Nov 2025 sales volume highlights

* YoY growth leaders/laggards: Leaders were Hero MotoCorp (+32%), Ashok Leyland (+29%), Tata Motors Commercial Vehicles (+28%), TVS Motor Company (+28%), Tata Motors Passenger Vehicles (+28%), Maruti Suzuki (+26%), and Eicher Motors (+23%). Laggards were Hyundai Motor India (+9%) and Bajaj Auto (+8%).

* MoM growth leaders/laggards: Post-festive season, a decline see across OEMs, with major ones being Escorts Kubota (-44%), Mahindra & Mahindra or M&M (-29%), Eicher Motors (-19%), and Bajaj Auto (+13%).

* Beat vs. our expectations: Ashok Leyland (+15%), Tata Passenger Vehicles (+12%), TVS Motor Company (+8%), and Hero MotoCorp (+6%).

* Miss vs. expectations: Tata Motors Commercial Vehicles (-11%), Hyundai Motor India (-8%), & Eicher Motors (-6%).

* Vahan retail sales: Nov 2025 yoy retail performance was led by tractors (+57%), ahead of cars (+29%) and electric vehicles or EVs (+12%).
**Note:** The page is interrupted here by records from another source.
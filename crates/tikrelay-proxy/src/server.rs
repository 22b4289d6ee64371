//! HTTP server lifecycle.
//!
//! `serve()` runs the relay on a pre-bound listener until the context's
//! shutdown token is cancelled.

use std::net::SocketAddr;
use std::sync::Arc;

use anyhow::{Context, Result};
use tokio::net::TcpListener;
use tokio_util::sync::CancellationToken;
use tracing::{debug, info, warn};

use crate::bootstrap::{RelayContext, ServerConfig, bootstrap};
use crate::rate_limit::ClientRateLimiter;
use crate::routes::create_router;

/// Serve the relay on `listener` until `ctx.shutdown` is cancelled.
pub async fn serve(listener: TcpListener, ctx: RelayContext) -> Result<()> {
    let addr = listener.local_addr()?;
    let shutdown = ctx.shutdown.clone();

    if let Some(limiter) = ctx.rate_limiter.clone() {
        tokio::spawn(prune_rate_limiter(limiter, shutdown.clone()));
    }

    let app = create_router(Arc::new(ctx));

    info!("Server running on http://{addr}");
    info!("Download endpoint: http://{addr}/download-video");

    axum::serve(
        listener,
        app.into_make_service_with_connect_info::<SocketAddr>(),
    )
    .with_graceful_shutdown(shutdown.cancelled_owned())
    .await?;

    info!("Server shut down");
    Ok(())
}

/// Bind `0.0.0.0:<port>`, bootstrap, and serve.
pub async fn start_server(config: ServerConfig, shutdown: CancellationToken) -> Result<()> {
    let addr = SocketAddr::from(([0, 0, 0, 0], config.port));
    let listener = TcpListener::bind(addr)
        .await
        .with_context(|| format!("Failed to bind {addr}"))?;

    let ctx = bootstrap(&config, shutdown)?;
    serve(listener, ctx).await
}

/// Drop idle per-client buckets so the limiter does not grow without bound.
async fn prune_rate_limiter(limiter: Arc<ClientRateLimiter>, shutdown: CancellationToken) {
    let mut interval = tokio::time::interval(std::time::Duration::from_secs(60));
    loop {
        tokio::select! {
            () = shutdown.cancelled() => break,
            _ = interval.tick() => {
                limiter.retain_recent();
                limiter.shrink_to_fit();
                debug!(tracked_clients = limiter.len(), "Pruned rate limiter");
            }
        }
    }
}

/// Cancel `shutdown` on ctrl-c or SIGTERM.
pub async fn shutdown_signal(shutdown: CancellationToken) {
    let ctrl_c = async {
        if let Err(e) = tokio::signal::ctrl_c().await {
            warn!("Failed to listen for ctrl-c: {e}");
            std::future::pending::<()>().await;
        }
    };

    #[cfg(unix)]
    let terminate = async {
        match tokio::signal::unix::signal(tokio::signal::unix::SignalKind::terminate()) {
            Ok(mut signal) => {
                signal.recv().await;
            }
            Err(e) => {
                warn!("Failed to listen for SIGTERM: {e}");
                std::future::pending::<()>().await;
            }
        }
    };

    #[cfg(not(unix))]
    let terminate = std::future::pending::<()>();

    tokio::select! {
        () = ctrl_c => {},
        () = terminate => {},
    }

    info!("Shutdown signal received");
    shutdown.cancel();
}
Two-wheelers or 2Ws, however, saw a 4% decline. MoM trends reflected typical post-festive season moderation across most categories, with tractors being the exception, (+78%). As regards market share, Tata Motors trucks, M&M tractors and Hero MotoCorp 2Ws strengthened their positions, while Maruti Suzuki (cars) lost market share.

Cyclical demand recovery in play; maintain Overweight stance

* After a sharp rally in Nifty Auto Index, post Goods and Services Tax (GST) rate cut in Aug-Sep 2025 (9%), it took a breather in recent months to underperform. The last one month witnessed sharp returns for select stocks like Ashok Leyland (ADD), Bharat Forge (HOLD), Samvardhana Motherson International or SAMIL (ADD), & Apollo Tyres (ADD).

* Nov 2025 volume beat favors our ADD rating on Ashok Leyland and Hero MotoCorp. The volume miss favours our REDUCE rating on Hyundai Motor India.

* We feel macroeconomic stimulus measures like income-tax rate reduction, interest rate cut and Pay Commission salary revision will drive a two-to-three-year demand cycle recovery and therefore we reiterate our Overweight rating for the sector, as forward P/E valuation is just above the 10-year mean level. In the car segment, we prefer Maruti Suzuki, and M&M over Hyundai Motor India. In 2Ws, we prefer Hero MotoCorp and Bajaj Auto over Eicher Motors and TVS Motor Company.